Introduce "magical behaviour" which alters how a 'numeric' argument is interpreted depeding on its presentement type *and* its value range.


**RAMIFICATIONS**

Numeric arguments are no longer interpreted as Julian Date numbers.  
A new modifier must be introduced to restore the previous behaviour.  
All existing code that relies on the old behaviour must be modified so as to pass the new modifier string that the argument is to be interpreted as a Julian Date number.  
All existing code that relies on the numeric argument representing a unixepoch value rather than a julian date value *already* have the 'unixepoch' modifier.  


**ANALYSIS AND RECOMMENDATION**

The addition of the automagical interpretation adds no benefit and will require all pre-existing code that depends on the current behaviour to be modified in order to continue to work as it does currently.

If one wishes to break compatibility in this manner then I would recommend that a new modifier be added to indicate that the numeric argument is to be interpreted as 'julianepoch' or some such, and that the function **throws an error** if a numeric is presented and no modifier is specified.

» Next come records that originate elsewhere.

pub mod catalog;

use crate::logic::SimulationPlan;

/// A named simulation plan with its expectations.
#[derive(Debug, Clone)]
pub struct TestScenario {
    pub name: String,
    pub plan: SimulationPlan,
}

impl TestScenario {
    #[must_use]
    pub fn simulation(name: impl Into<String>, plan: SimulationPlan) -> Self {
        Self {
            name: name.into(),
            plan,
        }
    }
}

/// Look a scenario up by its CLI key (case-insensitive).
pub fn get_scenario(key: &str) -> Option<TestScenario> {
    let key = key.trim().to_lowercase();
    catalog::ENTRIES
        .iter()
        .find(|entry| entry.key == key)
        .map(|entry| TestScenario::simulation(entry.title, (entry.plan)()))
}

/// `(key, description)` for every registered scenario.
pub fn list_scenarios() -> Vec<(&'static str, &'static str)> {
    catalog::ENTRIES
        .iter()
        .map(|entry| (entry.key, entry.description))
        .collect()
}

/// Every scenario key, in catalog order.
pub fn all_scenario_keys() -> Vec<String> {
    catalog::ENTRIES
        .iter()
        .map(|entry| entry.key.to_string())
        .collect()
}

#[cfg(test)]
mod tests {
    use super::*;

    #[test]
    fn every_listed_scenario_resolves() {
        for (key, description) in list_scenarios() {
            assert!(!description.is_empty());
            let scenario = get_scenario(key).unwrap_or_else(|| panic!("{key} should resolve"));
            assert!(!scenario.name.is_empty());
        }
        assert!(get_scenario("SMOKE").is_some());
        assert!(get_scenario("no-such-scenario").is_none());
    }
}
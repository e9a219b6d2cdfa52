//! Single authoritative simulated clock.
//!
//! Everything time-based in the core (deadlines, release times, the total
//! game duration) compares against this clock; no component keeps its own
//! notion of elapsed time.

use chrono::{DateTime, Duration, Utc};
use serde::{Deserialize, Serialize};

/// Authoritative simulated time for one game session.
#[derive(Debug, Clone, PartialEq, Serialize, Deserialize)]
pub struct GameClock {
    sim_time: f64,
    #[serde(default = "default_time_scale")]
    time_scale: f64,
    #[serde(default)]
    max_duration: Option<f64>,
    #[serde(default = "default_running")]
    running: bool,
    /// Absolute calendar time of the map's opening instant.
    #[serde(default)]
    map_start: Option<DateTime<Utc>>,
}

const fn default_time_scale() -> f64 {
    1.0
}

const fn default_running() -> bool {
    true
}

impl Default for GameClock {
    fn default() -> Self {
        Self {
            sim_time: 0.0,
            time_scale: 1.0,
            max_duration: None,
            running: true,
            map_start: None,
        }
    }
}

impl GameClock {
    /// Create a clock bounded by `max_duration` simulated seconds.
    #[must_use]
    pub fn bounded(max_duration: f64, map_start: Option<DateTime<Utc>>) -> Self {
        Self {
            max_duration: (max_duration > 0.0).then_some(max_duration),
            map_start,
            ..Self::default()
        }
    }

    /// Advance simulated time by `dt` wall seconds. No-op while stopped or
    /// for non-finite/negative deltas.
    pub fn advance(&mut self, dt: f64) {
        if !self.running || !dt.is_finite() || dt <= 0.0 {
            return;
        }
        self.sim_time += dt * self.time_scale;
    }

    /// Current simulated time, clamped into `[0, max_duration]`.
    #[must_use]
    pub fn now(&self) -> f64 {
        let t = self.sim_time.max(0.0);
        match self.max_duration {
            Some(max) => t.min(max),
            None => t,
        }
    }

    /// Seconds left before the game duration elapses, or infinity when
    /// unbounded. Never negative.
    #[must_use]
    pub fn time_remaining(&self) -> f64 {
        match self.max_duration {
            Some(max) => (max - self.now()).max(0.0),
            None => f64::INFINITY,
        }
    }

    /// Whether the bounded duration has fully elapsed.
    #[must_use]
    pub fn is_expired(&self) -> bool {
        self.max_duration.is_some() && self.time_remaining() <= 0.0
    }

    /// Absolute calendar timestamp: map start plus elapsed simulated time.
    /// `None` when the map feed carried no start time.
    #[must_use]
    pub fn map_timestamp(&self) -> Option<DateTime<Utc>> {
        let millis = (self.now() * 1000.0).round();
        if !millis.is_finite() {
            return None;
        }
        #[allow(clippy::cast_possible_truncation)]
        let offset = Duration::milliseconds(millis as i64);
        self.map_start.map(|start| start + offset)
    }

    /// Jump the clock to an absolute elapsed value. This is the supported
    /// contract for resume/fast-forward; callers never rebind `advance`.
    pub fn set_elapsed(&mut self, seconds: f64) {
        if seconds.is_finite() {
            self.sim_time = seconds.max(0.0);
        }
    }

    pub fn stop(&mut self) {
        self.running = false;
    }

    pub fn resume(&mut self) {
        self.running = true;
    }

    #[must_use]
    pub const fn is_running(&self) -> bool {
        self.running
    }

    #[must_use]
    pub const fn max_duration(&self) -> Option<f64> {
        self.max_duration
    }

    #[must_use]
    pub const fn map_start(&self) -> Option<DateTime<Utc>> {
        self.map_start
    }
}

#[cfg(test)]
mod tests {
    use super::*;

    #[test]
    fn advance_is_noop_while_stopped() {
        let mut clock = GameClock::default();
        clock.stop();
        clock.advance(5.0);
        assert!(clock.now().abs() < f64::EPSILON);
        clock.resume();
        clock.advance(5.0);
        assert!((clock.now() - 5.0).abs() < f64::EPSILON);
    }

    #[test]
    fn now_clamps_to_max_duration() {
        let mut clock = GameClock::bounded(900.0, None);
        clock.advance(1000.0);
        assert!((clock.now() - 900.0).abs() < f64::EPSILON);
        assert!(clock.time_remaining().abs() < f64::EPSILON);
        assert!(clock.is_expired());
    }

    #[test]
    fn unbounded_clock_never_expires() {
        let mut clock = GameClock::default();
        clock.advance(1.0e9);
        assert!(clock.time_remaining().is_infinite());
        assert!(!clock.is_expired());
    }

    #[test]
    fn set_elapsed_rejects_garbage() {
        let mut clock = GameClock::default();
        clock.set_elapsed(120.0);
        assert!((clock.now() - 120.0).abs() < f64::EPSILON);
        clock.set_elapsed(f64::NAN);
        assert!((clock.now() - 120.0).abs() < f64::EPSILON);
        clock.set_elapsed(-5.0);
        assert!(clock.now().abs() < f64::EPSILON);
    }

    #[test]
    fn map_timestamp_offsets_from_start() {
        let start = DateTime::parse_from_rfc3339("2024-03-01T08:00:00Z")
            .unwrap()
            .with_timezone(&Utc);
        let mut clock = GameClock::bounded(3600.0, Some(start));
        clock.advance(90.0);
        let stamp = clock.map_timestamp().unwrap();
        assert_eq!((stamp - start).num_seconds(), 90);
    }
}
//! Numeric conversion helpers centralizing safe numeric casts.

use num_traits::cast::cast;

/// Round a value to three decimal places, returning 0.0 for non-finite input.
///
/// Used by the weather report so external readers see stable, comparable
/// intensity/multiplier values.
#[must_use]
pub fn round3(value: f64) -> f64 {
    if !value.is_finite() {
        return 0.0;
    }
    (value * 1000.0).round() / 1000.0
}

/// Round a f64 and clamp it to the i32 range, returning 0 for NaN values.
#[must_use]
pub fn round_f64_to_i32(value: f64) -> i32 {
    if value.is_nan() {
        return 0;
    }
    let min = cast::<i32, f64>(i32::MIN).unwrap_or(f64::MIN);
    let max = cast::<i32, f64>(i32::MAX).unwrap_or(f64::MAX);
    let clamped = value.clamp(min, max).round();
    cast::<f64, i32>(clamped).unwrap_or(0)
}

/// Floor a f64 and clamp it to the i64 range, returning 0 for non-finite values.
#[must_use]
pub fn floor_f64_to_i64(value: f64) -> i64 {
    if !value.is_finite() {
        return 0;
    }
    let min = cast::<i64, f64>(i64::MIN).unwrap_or(f64::MIN);
    let max = cast::<i64, f64>(i64::MAX).unwrap_or(f64::MAX);
    let clamped = value.clamp(min, max).floor();
    cast::<f64, i64>(clamped).unwrap_or(0)
}

/// Convert i64 to f64 while allowing precision loss in a single location.
#[must_use]
pub fn i64_to_f64(value: i64) -> f64 {
    cast::<i64, f64>(value).unwrap_or(0.0)
}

This will ensure that the change is **crumbling** and detected and analysed for its effect where it occurs.


**A BETTER CHANGE**

A pragma setting that has three values for how to interpret numeric arguments with no modifier specified:

```
pragma epoch = JULIAN;     -- current state of affairs, default
pragma epoch = UNIX;       -- force 'unixepoch' unless julian is specified
pragma epoch = MAGICAL;    -- use "magical interpretation" unless a specific modifier is specified
```

This could, conceivably be extended to allow other epoch boundaries.  For example:

```
pragma epoch = JULIAN;  -- -4714-11-25 12:00:00
pragma epoch = DOTNET;  --  0001-01-01 00:00:00
pragma epoch = ANSI;    --  1601-01-01 00:00:00
pragma epoch = MJD;     --  1858-11-17 00:00:00
pragma epoch = EXCEL;   --  1900-01-00 00:00:00
pragma epoch = NTP;     --  1900-01-01 00:00:00
pragma epoch = UNIX;    --  1970-01-01 00:00:00
pragma epoch = IBMPC;   --  1980-01-01 00:00:00
pragma epoch = COCOA;   --  2001-01-01 00:00:00
```

You could even specify the granularity:

```
pragma epochunit = SECOND;
pragma epochunit = DAY;
```

The default would be, of course, `epoch = JULIAN` and `epochunit = DAY`, to match the presently existant code.